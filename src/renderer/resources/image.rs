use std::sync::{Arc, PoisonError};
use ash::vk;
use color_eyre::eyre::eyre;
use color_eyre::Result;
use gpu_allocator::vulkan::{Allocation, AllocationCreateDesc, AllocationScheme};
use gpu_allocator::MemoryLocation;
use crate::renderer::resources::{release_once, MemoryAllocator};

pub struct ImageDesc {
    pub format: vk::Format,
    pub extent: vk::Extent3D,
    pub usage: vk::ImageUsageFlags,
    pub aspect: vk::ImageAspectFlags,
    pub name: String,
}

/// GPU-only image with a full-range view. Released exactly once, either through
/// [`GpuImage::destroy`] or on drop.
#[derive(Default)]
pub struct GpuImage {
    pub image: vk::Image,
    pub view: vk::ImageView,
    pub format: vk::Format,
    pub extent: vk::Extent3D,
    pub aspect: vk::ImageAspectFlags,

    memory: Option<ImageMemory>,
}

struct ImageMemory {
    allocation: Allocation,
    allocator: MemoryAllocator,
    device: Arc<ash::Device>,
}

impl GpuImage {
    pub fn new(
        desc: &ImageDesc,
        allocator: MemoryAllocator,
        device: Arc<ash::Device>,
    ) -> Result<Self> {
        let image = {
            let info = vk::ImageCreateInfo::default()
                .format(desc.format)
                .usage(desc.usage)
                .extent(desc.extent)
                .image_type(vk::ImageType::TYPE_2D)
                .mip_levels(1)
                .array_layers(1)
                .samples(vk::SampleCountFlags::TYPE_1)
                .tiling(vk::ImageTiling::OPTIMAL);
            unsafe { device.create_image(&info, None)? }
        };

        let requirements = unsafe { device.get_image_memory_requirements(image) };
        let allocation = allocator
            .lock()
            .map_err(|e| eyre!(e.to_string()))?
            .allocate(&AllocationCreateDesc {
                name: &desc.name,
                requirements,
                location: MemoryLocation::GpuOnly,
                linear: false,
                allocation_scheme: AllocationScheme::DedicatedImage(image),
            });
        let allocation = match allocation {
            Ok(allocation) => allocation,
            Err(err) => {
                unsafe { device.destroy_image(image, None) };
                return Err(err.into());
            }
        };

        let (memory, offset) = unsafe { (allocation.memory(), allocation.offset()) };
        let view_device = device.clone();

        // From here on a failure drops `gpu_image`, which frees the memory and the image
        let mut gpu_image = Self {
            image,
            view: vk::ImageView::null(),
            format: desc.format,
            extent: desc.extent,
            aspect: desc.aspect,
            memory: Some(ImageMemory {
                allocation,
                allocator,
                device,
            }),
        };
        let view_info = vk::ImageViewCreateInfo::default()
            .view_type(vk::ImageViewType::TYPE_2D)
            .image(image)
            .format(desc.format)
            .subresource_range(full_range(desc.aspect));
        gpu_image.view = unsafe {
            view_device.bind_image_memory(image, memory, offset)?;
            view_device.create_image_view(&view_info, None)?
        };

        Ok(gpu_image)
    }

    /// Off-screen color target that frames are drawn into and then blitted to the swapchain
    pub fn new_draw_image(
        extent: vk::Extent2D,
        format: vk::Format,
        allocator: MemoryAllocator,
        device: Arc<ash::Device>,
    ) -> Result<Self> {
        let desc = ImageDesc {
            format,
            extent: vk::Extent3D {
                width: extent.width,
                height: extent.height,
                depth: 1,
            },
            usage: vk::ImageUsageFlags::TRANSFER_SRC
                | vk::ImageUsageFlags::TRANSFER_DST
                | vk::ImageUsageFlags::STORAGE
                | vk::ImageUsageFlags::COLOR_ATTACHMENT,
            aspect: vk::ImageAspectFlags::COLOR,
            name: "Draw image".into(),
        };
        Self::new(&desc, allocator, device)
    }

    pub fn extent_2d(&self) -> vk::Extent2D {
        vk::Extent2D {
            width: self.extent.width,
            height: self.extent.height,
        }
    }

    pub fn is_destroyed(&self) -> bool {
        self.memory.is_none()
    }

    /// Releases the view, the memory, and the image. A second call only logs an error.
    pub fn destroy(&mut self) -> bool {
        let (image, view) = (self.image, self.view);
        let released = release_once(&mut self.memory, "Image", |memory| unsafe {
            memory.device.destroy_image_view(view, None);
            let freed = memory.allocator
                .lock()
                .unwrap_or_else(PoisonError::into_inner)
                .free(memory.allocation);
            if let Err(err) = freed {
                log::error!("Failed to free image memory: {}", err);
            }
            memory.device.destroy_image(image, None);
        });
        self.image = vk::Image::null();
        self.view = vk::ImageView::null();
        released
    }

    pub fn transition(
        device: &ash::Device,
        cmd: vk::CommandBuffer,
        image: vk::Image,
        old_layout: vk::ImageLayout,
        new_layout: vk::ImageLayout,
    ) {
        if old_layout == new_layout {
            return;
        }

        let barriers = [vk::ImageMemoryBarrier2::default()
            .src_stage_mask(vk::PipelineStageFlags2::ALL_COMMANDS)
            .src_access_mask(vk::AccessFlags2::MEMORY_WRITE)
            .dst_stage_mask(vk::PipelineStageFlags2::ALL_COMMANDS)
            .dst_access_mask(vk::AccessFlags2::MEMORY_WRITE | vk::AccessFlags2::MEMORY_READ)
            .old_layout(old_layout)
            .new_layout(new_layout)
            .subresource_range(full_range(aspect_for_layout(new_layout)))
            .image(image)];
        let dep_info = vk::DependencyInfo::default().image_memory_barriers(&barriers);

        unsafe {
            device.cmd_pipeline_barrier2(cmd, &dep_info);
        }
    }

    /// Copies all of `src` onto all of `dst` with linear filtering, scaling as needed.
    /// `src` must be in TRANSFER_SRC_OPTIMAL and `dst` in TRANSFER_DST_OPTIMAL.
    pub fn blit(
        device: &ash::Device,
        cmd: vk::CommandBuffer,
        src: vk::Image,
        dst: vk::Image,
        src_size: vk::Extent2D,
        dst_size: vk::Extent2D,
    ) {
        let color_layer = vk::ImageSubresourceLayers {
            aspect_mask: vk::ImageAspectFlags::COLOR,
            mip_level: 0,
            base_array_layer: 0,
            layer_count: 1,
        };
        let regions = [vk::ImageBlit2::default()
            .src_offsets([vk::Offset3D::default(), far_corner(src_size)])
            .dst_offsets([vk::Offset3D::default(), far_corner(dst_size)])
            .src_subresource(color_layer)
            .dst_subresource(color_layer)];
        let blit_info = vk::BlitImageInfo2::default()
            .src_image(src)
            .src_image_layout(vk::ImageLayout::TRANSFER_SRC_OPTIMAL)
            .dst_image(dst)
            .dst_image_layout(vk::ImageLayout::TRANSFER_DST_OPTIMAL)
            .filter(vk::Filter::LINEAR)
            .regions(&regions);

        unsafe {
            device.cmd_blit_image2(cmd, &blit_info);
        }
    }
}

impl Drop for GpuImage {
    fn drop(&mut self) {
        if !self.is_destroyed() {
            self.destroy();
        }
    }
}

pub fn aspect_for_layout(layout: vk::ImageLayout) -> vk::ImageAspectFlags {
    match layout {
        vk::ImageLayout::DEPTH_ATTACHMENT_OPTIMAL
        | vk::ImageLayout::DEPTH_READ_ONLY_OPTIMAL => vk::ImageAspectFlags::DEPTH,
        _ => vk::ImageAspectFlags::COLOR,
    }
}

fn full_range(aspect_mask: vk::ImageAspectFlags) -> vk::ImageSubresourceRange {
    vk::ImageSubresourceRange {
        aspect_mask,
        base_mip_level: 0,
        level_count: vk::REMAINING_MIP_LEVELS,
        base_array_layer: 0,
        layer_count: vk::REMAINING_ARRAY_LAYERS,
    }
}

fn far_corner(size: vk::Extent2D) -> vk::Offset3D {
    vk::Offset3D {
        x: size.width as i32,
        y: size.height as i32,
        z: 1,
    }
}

# The task
All of the records should be repeated precisely as written.

# Task answer
filename src/renderer/resources/image.rs
use std::sync::{Arc, PoisonError};
use ash::vk;
use color_eyre::eyre::eyre;
use color_eyre::Result;
use gpu_allocator::vulkan::{Allocation, AllocationCreateDesc, AllocationScheme};
use gpu_allocator::MemoryLocation;
use crate::renderer::resources::{release_once, MemoryAllocator};

pub struct ImageDesc {
    pub format: vk::Format,
    pub extent: vk::Extent3D,
    pub usage: vk::ImageUsageFlags,
    pub aspect: vk::ImageAspectFlags,
    pub name: String,
}

/// GPU-only image with a full-range view. Released exactly once, either through
/// [`GpuImage::destroy`] or on drop.
#[derive(Default)]
pub struct GpuImage {
    pub image: vk::Image,
    pub view: vk::ImageView,
    pub format: vk::Format,
    pub extent: vk::Extent3D,
    pub aspect: vk::ImageAspectFlags,

    memory: Option<ImageMemory>,
}

struct ImageMemory {
    allocation: Allocation,
    allocator: MemoryAllocator,
    device: Arc<ash::Device>,
}

impl GpuImage {
    pub fn new(
        desc: &ImageDesc,
        allocator: MemoryAllocator,
        device: Arc<ash::Device>,
    ) -> Result<Self> {
        let image = {
            let info = vk::ImageCreateInfo::default()
                .format(desc.format)
                .usage(desc.usage)
                .extent(desc.extent)
                .image_type(vk::ImageType::TYPE_2D)
                .mip_levels(1)
                .array_layers(1)
                .samples(vk::SampleCountFlags::TYPE_1)
                .tiling(vk::ImageTiling::OPTIMAL);
            unsafe { device.create_image(&info, None)? }
        };

        let requirements = unsafe { device.get_image_memory_requirements(image) };
        let allocation = allocator
            .lock()
            .map_err(|e| eyre!(e.to_string()))?
            .allocate(&AllocationCreateDesc {
                name: &desc.name,
                requirements,
                location: MemoryLocation::GpuOnly,
                linear: false,
                allocation_scheme: AllocationScheme::DedicatedImage(image),
            });
        let allocation = match allocation {
            Ok(allocation) => allocation,
            Err(err) => {
                unsafe { device.destroy_image(image, None) };
                return Err(err.into());
            }
        };

        let (memory, offset) = unsafe { (allocation.memory(), allocation.offset()) };
        let view_device = device.clone();

        // From here on a failure drops `gpu_image`, which frees the memory and the image
        let mut gpu_image = Self {
            image,
            view: vk::ImageView::null(),
            format: desc.format,
            extent: desc.extent,
            aspect: desc.aspect,
            memory: Some(ImageMemory {
                allocation,
                allocator,
                device,
            }),
        };
        let view_info = vk::ImageViewCreateInfo::default()
            .view_type(vk::ImageViewType::TYPE_2D)
            .image(image)
            .format(desc.format)
            .subresource_range(full_range(desc.aspect));
        gpu_image.view = unsafe {
            view_device.bind_image_memory(image, memory, offset)?;
            view_device.create_image_view(&view_info, None)?
        };

        Ok(gpu_image)
    }

    /// Off-screen color target that frames are drawn into and then blitted to the swapchain
    pub fn new_draw_image(
        extent: vk::Extent2D,
        format: vk::Format,
        allocator: MemoryAllocator,
        device: Arc<ash::Device>,
    ) -> Result<Self> {
        let desc = ImageDesc {
            format,
            extent: vk::Extent3D {
                width: extent.width,
                height: extent.height,
                depth: 1,
            },
            usage: vk::ImageUsageFlags::TRANSFER_SRC
                | vk::ImageUsageFlags::TRANSFER_DST
                | vk::ImageUsageFlags::STORAGE
                | vk::ImageUsageFlags::COLOR_ATTACHMENT,
            aspect: vk::ImageAspectFlags::COLOR,
            name: "Draw image".into(),
        };
        Self::new(&desc, allocator, device)
    }

    pub fn extent_2d(&self) -> vk::Extent2D {
        vk::Extent2D {
            width: self.extent.width,
            height: self.extent.height,
        }
    }

    pub fn is_destroyed(&self) -> bool {
        self.memory.is_none()
    }

    /// Releases the view, the memory, and the image. A second call only logs an error.
    pub fn destroy(&mut self) -> bool {
        let (image, view) = (self.image, self.view);
        let released = release_once(&mut self.memory, "Image", |memory| unsafe {
            memory.device.destroy_image_view(view, None);
            let freed = memory.allocator
                .lock()
                .unwrap_or_else(PoisonError::into_inner)
                .free(memory.allocation);
            if let Err(err) = freed {
                log::error!("Failed to free image memory: {}", err);
            }
            memory.device.destroy_image(image, None);
        });
        self.image = vk::Image::null();
        self.view = vk::ImageView::null();
        released
    }

    pub fn transition(
        device: &ash::Device,
        cmd: vk::CommandBuffer,
        image: vk::Image,
        old_layout: vk::ImageLayout,
        new_layout: vk::ImageLayout,
    ) {
        if old_layout == new_layout {
            return;
        }

        let barriers = [vk::ImageMemoryBarrier2::default()
            .src_stage_mask(vk::PipelineStageFlags2::ALL_COMMANDS)
            .src_access_mask(vk::AccessFlags2::MEMORY_WRITE)
            .dst_stage_mask(vk::PipelineStageFlags2::ALL_COMMANDS)
            .dst_access_mask(vk::AccessFlags2::MEMORY_WRITE | vk::AccessFlags2::MEMORY_READ)
            .old_layout(old_layout)
            .new_layout(new_layout)
            .subresource_range(full_range(aspect_for_layout(new_layout)))
            .image(image)];
        let dep_info = vk::DependencyInfo::default().image_memory_barriers(&barriers);

        unsafe {
            device.cmd_pipeline_barrier2(cmd, &dep_info);
        }
    }

    /// Copies all of `src` onto all of `dst` with linear filtering, scaling as needed.
    /// `src` must be in TRANSFER_SRC_OPTIMAL and `dst` in TRANSFER_DST_OPTIMAL.
    pub fn blit(
        device: &ash::Device,
        cmd: vk::CommandBuffer,
        src: vk::Image,
        dst: vk::Image,
        src_size: vk::Extent2D,
        dst_size: vk::Extent2D,
    ) {
        let color_layer = vk::ImageSubresourceLayers {
            aspect_mask: vk::ImageAspectFlags::COLOR,
            mip_level: 0,
            base_array_layer: 0,
            layer_count: 1,
        };
        let regions = [vk::ImageBlit2::default()
            .src_offsets([vk::Offset3D::default(), far_corner(src_size)])
            .dst_offsets([vk::Offset3D::default(), far_corner(dst_size)])
            .src_subresource(color_layer)
            .dst_subresource(color_layer)];
        let blit_info = vk::BlitImageInfo2::default()
            .src_image(src)
            .src_image_layout(vk::ImageLayout::TRANSFER_SRC_OPTIMAL)
            .dst_image(dst)
            .dst_image_layout(vk::ImageLayout::TRANSFER_DST_OPTIMAL)
            .filter(vk::Filter::LINEAR)
            .regions(&regions);

        unsafe {
            device.cmd_blit_image2(cmd, &blit_info);
        }
    }
}

impl Drop for GpuImage {
    fn drop(&mut self) {
        if !self.is_destroyed() {
            self.destroy();
        }
    }
}

pub fn aspect_for_layout(layout: vk::ImageLayout) -> vk::ImageAspectFlags {
    match layout {
        vk::ImageLayout::DEPTH_ATTACHMENT_OPTIMAL
        | vk::ImageLayout::DEPTH_READ_ONLY_OPTIMAL => vk::ImageAspectFlags::DEPTH,
        _ => vk::ImageAspectFlags::COLOR,
    }
}

fn full_range(aspect_mask: vk::ImageAspectFlags) -> vk::ImageSubresourceRange {
    vk::ImageSubresourceRange {
        aspect_mask,
        base_mip_level: 0,
        level_count: vk::REMAINING_MIP_LEVELS,
        base_array_layer: 0,
        layer_count: vk::REMAINING_ARRAY_LAYERS,
    }
}

fn far_corner(size: vk::Extent2D) -> vk::Offset3D {
    vk::Offset3D {
        x: size.width as i32,
        y: size.height as i32,
        z: 1,
    }
}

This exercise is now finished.